_Brief_. Take from the material every line containing the string "greet" and copy it.

_Material for this exercise_.

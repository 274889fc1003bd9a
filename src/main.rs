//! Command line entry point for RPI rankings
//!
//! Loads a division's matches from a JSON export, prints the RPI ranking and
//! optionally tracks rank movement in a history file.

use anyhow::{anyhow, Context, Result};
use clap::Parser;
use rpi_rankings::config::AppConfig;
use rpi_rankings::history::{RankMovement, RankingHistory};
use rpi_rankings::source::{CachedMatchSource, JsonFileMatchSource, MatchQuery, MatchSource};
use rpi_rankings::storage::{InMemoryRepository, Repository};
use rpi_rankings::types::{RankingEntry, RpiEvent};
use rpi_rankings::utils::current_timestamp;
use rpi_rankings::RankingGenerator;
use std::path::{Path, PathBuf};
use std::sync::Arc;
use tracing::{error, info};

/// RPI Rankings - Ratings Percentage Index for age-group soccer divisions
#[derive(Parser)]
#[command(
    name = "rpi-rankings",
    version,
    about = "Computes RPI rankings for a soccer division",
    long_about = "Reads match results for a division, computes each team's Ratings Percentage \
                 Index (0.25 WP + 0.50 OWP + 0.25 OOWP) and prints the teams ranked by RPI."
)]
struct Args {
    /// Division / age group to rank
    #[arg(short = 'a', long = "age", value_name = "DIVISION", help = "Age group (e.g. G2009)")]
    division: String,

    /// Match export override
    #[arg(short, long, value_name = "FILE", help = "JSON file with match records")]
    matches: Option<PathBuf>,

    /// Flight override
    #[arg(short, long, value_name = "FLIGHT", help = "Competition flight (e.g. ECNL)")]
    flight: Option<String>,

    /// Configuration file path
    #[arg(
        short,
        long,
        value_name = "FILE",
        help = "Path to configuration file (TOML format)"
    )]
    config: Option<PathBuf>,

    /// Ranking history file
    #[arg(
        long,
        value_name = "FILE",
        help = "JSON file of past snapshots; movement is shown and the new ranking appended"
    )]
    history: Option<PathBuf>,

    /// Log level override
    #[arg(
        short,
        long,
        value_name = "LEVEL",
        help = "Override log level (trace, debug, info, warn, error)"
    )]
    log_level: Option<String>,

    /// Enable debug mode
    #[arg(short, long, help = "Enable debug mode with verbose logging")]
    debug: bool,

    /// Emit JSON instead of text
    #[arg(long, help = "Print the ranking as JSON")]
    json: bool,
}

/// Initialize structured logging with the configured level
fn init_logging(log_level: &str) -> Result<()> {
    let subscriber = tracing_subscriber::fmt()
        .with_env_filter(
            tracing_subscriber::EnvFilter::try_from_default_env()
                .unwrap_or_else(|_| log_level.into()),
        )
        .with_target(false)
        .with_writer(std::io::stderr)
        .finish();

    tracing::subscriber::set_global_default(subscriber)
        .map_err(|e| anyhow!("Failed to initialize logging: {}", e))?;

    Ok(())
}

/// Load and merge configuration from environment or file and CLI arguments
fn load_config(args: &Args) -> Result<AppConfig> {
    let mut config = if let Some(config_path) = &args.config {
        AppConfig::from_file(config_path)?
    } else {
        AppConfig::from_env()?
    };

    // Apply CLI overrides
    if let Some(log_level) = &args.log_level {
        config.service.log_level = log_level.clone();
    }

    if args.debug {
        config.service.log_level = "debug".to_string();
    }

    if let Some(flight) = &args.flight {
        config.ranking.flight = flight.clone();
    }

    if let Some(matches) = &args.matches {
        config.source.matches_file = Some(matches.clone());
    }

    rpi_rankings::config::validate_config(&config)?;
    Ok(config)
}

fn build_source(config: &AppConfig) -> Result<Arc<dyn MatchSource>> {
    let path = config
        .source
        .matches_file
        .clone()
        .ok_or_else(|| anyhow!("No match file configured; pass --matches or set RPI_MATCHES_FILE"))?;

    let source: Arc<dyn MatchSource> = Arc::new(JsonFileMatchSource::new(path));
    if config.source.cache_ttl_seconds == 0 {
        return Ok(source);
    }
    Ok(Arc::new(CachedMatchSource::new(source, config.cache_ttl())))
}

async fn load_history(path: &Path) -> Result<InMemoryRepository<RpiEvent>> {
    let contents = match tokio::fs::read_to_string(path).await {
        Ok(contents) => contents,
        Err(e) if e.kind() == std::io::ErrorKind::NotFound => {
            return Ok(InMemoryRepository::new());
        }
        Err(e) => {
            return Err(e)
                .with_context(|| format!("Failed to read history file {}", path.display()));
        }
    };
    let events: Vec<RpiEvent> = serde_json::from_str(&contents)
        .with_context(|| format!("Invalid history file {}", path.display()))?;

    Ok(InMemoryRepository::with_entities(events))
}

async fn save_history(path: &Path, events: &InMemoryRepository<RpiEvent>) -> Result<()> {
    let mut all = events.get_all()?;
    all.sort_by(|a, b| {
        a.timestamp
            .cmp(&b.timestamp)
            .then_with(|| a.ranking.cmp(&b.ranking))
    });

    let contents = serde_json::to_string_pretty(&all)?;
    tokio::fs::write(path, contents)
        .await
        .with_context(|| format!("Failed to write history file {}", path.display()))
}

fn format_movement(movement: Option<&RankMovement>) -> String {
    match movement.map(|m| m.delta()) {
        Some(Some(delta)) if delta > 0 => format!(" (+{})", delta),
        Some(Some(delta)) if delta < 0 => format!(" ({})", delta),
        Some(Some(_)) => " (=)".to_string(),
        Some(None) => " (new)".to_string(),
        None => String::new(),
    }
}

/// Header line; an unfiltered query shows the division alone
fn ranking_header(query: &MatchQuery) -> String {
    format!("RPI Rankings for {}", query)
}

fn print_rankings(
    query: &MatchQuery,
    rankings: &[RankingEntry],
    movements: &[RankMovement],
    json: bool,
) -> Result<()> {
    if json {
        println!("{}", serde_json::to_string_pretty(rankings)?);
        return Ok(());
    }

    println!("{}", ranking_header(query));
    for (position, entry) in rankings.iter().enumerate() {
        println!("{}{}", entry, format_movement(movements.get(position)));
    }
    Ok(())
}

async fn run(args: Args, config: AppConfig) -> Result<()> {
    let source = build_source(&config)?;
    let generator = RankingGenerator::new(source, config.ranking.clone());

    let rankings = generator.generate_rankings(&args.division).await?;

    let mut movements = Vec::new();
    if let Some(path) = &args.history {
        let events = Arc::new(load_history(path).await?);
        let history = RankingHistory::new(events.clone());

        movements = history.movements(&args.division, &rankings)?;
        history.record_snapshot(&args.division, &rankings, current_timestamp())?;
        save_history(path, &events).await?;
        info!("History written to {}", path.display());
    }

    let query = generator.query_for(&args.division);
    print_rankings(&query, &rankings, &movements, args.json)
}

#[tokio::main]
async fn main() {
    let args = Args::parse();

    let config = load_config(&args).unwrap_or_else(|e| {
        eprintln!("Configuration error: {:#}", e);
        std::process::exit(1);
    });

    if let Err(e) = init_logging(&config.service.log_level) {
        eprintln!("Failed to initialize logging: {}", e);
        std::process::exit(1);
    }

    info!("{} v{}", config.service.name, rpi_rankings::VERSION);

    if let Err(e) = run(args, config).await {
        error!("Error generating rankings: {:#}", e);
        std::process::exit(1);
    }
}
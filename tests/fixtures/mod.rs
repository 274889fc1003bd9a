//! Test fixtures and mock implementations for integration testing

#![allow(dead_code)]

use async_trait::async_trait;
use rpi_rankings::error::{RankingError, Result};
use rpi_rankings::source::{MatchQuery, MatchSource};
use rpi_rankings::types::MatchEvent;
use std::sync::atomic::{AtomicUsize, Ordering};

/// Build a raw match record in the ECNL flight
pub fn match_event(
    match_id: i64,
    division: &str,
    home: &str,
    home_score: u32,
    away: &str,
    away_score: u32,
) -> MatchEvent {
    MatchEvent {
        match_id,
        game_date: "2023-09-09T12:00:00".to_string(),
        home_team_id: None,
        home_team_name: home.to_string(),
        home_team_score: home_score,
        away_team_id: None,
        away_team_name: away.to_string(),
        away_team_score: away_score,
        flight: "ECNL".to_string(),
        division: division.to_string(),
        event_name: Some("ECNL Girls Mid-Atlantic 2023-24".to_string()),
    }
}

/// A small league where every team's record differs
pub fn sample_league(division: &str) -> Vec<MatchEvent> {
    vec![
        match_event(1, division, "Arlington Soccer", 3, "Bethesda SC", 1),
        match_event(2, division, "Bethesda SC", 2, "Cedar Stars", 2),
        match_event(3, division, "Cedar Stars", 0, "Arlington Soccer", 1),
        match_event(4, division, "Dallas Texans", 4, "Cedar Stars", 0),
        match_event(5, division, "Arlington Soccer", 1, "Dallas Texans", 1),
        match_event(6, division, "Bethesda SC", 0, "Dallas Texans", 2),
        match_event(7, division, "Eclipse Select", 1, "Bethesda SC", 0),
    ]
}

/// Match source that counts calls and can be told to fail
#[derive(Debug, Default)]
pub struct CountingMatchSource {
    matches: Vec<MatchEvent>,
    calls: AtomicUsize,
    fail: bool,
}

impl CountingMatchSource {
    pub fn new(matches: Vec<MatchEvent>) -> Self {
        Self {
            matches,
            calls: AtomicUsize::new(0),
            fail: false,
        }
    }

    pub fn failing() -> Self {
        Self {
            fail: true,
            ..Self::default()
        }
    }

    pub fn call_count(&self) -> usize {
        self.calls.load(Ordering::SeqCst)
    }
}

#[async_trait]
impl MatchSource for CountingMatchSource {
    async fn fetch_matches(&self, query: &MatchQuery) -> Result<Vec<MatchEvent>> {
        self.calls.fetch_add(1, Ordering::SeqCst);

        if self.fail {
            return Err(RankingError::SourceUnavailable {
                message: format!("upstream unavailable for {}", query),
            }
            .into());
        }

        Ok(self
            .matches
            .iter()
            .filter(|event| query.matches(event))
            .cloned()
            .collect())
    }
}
--
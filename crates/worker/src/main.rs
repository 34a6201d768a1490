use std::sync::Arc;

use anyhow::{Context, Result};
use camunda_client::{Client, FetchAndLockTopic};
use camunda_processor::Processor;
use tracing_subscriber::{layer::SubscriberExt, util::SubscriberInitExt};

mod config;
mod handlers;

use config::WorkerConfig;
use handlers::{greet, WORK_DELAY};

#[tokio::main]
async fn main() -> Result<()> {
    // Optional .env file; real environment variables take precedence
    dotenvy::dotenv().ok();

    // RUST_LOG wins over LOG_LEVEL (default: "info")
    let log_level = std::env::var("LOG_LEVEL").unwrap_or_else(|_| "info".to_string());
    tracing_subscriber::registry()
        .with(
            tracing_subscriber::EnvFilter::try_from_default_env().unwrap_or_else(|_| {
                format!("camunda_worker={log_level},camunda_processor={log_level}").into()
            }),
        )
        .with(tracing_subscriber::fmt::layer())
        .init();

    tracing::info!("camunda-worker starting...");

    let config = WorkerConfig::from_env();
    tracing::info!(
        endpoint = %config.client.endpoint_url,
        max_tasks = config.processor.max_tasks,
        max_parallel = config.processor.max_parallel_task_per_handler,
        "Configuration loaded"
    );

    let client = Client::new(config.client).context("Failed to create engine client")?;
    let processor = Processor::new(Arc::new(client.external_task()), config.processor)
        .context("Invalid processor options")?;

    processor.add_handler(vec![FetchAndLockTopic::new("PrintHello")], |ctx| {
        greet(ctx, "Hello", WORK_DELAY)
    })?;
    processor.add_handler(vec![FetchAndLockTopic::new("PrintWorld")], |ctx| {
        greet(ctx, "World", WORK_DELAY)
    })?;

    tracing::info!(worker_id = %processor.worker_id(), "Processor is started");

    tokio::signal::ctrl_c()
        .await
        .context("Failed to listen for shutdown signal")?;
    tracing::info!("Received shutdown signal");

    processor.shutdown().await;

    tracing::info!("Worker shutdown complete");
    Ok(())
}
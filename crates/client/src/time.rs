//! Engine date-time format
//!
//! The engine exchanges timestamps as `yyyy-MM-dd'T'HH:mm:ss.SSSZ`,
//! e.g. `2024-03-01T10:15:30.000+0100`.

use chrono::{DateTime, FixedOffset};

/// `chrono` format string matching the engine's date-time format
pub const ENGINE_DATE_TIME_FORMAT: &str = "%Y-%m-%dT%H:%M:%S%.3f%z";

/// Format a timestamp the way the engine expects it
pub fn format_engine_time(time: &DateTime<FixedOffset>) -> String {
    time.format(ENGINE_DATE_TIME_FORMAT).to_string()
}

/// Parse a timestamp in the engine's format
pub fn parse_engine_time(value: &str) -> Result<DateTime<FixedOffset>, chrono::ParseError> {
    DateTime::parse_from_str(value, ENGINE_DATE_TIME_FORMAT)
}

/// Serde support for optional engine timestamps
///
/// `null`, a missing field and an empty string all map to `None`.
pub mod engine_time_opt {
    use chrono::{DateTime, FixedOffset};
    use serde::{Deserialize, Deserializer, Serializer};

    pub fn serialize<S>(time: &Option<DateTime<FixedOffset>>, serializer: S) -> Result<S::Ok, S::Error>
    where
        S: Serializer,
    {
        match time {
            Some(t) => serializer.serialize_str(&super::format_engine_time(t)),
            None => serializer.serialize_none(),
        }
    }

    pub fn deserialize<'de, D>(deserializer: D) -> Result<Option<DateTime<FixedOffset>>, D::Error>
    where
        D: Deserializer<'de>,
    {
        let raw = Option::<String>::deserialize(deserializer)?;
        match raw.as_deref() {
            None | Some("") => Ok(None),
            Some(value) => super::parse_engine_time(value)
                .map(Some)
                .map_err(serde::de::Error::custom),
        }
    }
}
==
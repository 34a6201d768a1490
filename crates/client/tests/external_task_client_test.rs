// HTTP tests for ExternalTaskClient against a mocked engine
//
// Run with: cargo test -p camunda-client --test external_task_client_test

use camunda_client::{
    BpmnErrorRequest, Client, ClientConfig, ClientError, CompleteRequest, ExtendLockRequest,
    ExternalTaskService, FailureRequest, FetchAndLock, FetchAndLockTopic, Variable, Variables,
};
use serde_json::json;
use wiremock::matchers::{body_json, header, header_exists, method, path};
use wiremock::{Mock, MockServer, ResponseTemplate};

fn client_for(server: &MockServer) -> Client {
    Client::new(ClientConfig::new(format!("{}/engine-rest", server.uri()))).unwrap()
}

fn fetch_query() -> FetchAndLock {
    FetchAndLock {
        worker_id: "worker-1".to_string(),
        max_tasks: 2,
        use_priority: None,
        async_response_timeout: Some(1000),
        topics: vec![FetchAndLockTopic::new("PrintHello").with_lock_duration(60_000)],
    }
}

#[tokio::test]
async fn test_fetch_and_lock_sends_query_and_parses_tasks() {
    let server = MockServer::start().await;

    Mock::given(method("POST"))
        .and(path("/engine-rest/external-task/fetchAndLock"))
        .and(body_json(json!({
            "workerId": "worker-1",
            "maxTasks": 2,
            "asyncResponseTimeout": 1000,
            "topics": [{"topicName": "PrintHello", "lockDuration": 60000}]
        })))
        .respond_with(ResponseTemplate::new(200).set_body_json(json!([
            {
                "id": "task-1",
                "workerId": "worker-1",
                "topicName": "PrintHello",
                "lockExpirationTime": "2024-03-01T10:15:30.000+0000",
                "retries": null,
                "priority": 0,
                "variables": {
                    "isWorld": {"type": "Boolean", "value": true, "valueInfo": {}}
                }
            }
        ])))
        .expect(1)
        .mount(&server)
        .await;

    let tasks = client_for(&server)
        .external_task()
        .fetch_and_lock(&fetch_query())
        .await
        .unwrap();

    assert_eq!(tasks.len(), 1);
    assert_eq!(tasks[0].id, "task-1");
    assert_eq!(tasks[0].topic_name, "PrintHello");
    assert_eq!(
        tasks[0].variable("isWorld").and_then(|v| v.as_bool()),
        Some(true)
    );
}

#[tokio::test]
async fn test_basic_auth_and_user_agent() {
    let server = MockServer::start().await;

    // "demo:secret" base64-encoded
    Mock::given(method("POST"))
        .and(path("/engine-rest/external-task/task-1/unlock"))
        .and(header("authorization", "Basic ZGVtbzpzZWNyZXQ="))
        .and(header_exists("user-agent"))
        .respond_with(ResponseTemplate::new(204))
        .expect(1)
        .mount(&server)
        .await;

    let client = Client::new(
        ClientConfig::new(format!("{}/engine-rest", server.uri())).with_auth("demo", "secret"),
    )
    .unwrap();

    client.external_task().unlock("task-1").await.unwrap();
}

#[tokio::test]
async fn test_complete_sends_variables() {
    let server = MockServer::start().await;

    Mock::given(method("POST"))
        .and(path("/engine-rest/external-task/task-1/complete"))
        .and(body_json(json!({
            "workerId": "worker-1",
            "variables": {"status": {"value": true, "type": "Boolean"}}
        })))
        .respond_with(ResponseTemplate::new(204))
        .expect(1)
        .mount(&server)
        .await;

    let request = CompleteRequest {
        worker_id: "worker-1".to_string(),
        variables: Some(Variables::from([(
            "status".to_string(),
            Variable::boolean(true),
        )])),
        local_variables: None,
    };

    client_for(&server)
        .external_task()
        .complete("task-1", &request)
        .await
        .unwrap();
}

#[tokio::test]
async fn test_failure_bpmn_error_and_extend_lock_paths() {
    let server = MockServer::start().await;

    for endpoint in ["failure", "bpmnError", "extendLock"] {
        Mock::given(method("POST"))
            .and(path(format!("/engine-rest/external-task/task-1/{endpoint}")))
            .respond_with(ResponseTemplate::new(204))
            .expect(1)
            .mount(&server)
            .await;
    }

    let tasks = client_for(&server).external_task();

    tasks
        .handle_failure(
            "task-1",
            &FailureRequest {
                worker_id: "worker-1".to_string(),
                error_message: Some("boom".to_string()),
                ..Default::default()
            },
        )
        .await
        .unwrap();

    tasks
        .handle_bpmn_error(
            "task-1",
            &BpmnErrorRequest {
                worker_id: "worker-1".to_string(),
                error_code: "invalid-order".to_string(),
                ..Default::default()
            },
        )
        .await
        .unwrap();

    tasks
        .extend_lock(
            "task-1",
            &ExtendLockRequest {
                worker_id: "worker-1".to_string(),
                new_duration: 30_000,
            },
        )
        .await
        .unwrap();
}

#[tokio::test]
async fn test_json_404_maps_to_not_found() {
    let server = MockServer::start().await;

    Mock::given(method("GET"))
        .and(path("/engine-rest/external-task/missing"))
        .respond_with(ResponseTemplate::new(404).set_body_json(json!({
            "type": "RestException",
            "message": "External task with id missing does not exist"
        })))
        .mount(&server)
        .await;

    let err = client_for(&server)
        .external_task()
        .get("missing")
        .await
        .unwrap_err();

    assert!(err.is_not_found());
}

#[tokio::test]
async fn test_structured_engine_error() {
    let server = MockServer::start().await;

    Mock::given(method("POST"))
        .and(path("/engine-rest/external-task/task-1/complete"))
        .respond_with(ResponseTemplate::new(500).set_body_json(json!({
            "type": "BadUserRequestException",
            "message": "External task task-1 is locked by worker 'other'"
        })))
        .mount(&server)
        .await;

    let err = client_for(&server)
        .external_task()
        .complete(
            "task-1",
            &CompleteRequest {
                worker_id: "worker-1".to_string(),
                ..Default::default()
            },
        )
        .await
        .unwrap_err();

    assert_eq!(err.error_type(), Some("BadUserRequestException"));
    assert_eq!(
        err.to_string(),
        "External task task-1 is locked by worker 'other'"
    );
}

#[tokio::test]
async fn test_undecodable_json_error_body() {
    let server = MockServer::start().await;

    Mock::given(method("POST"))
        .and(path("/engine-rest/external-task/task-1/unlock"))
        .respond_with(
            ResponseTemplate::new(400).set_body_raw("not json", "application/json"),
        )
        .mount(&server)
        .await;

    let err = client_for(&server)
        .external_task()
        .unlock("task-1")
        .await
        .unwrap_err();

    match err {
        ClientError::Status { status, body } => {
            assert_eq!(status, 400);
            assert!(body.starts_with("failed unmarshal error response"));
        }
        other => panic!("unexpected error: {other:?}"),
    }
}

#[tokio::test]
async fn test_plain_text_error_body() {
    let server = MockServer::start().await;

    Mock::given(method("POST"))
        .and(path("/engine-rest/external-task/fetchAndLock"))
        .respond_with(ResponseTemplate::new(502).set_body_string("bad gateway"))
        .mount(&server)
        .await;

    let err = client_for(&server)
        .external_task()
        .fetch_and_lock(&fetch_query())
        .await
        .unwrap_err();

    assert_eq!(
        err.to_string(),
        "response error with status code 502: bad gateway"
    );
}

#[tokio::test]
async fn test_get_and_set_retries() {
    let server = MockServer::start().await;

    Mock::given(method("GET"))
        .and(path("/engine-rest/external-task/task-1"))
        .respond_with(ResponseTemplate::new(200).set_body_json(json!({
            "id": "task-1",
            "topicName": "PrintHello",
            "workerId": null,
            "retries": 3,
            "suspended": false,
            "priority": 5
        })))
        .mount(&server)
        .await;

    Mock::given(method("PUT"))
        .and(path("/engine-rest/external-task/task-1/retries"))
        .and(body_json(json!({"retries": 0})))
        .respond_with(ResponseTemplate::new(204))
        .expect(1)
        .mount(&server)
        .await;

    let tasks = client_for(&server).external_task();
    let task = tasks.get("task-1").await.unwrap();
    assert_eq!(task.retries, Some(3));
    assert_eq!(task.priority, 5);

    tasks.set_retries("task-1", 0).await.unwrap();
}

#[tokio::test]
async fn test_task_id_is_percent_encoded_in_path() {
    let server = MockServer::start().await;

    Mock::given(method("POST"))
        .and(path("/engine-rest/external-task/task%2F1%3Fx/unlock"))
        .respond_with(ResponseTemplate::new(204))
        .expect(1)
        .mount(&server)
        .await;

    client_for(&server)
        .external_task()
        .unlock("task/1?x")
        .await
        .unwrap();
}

_Written response_.
use handlers::{greet, WORK_DELAY};
        greet(ctx, "Hello", WORK_DELAY)
        greet(ctx, "World", WORK_DELAY)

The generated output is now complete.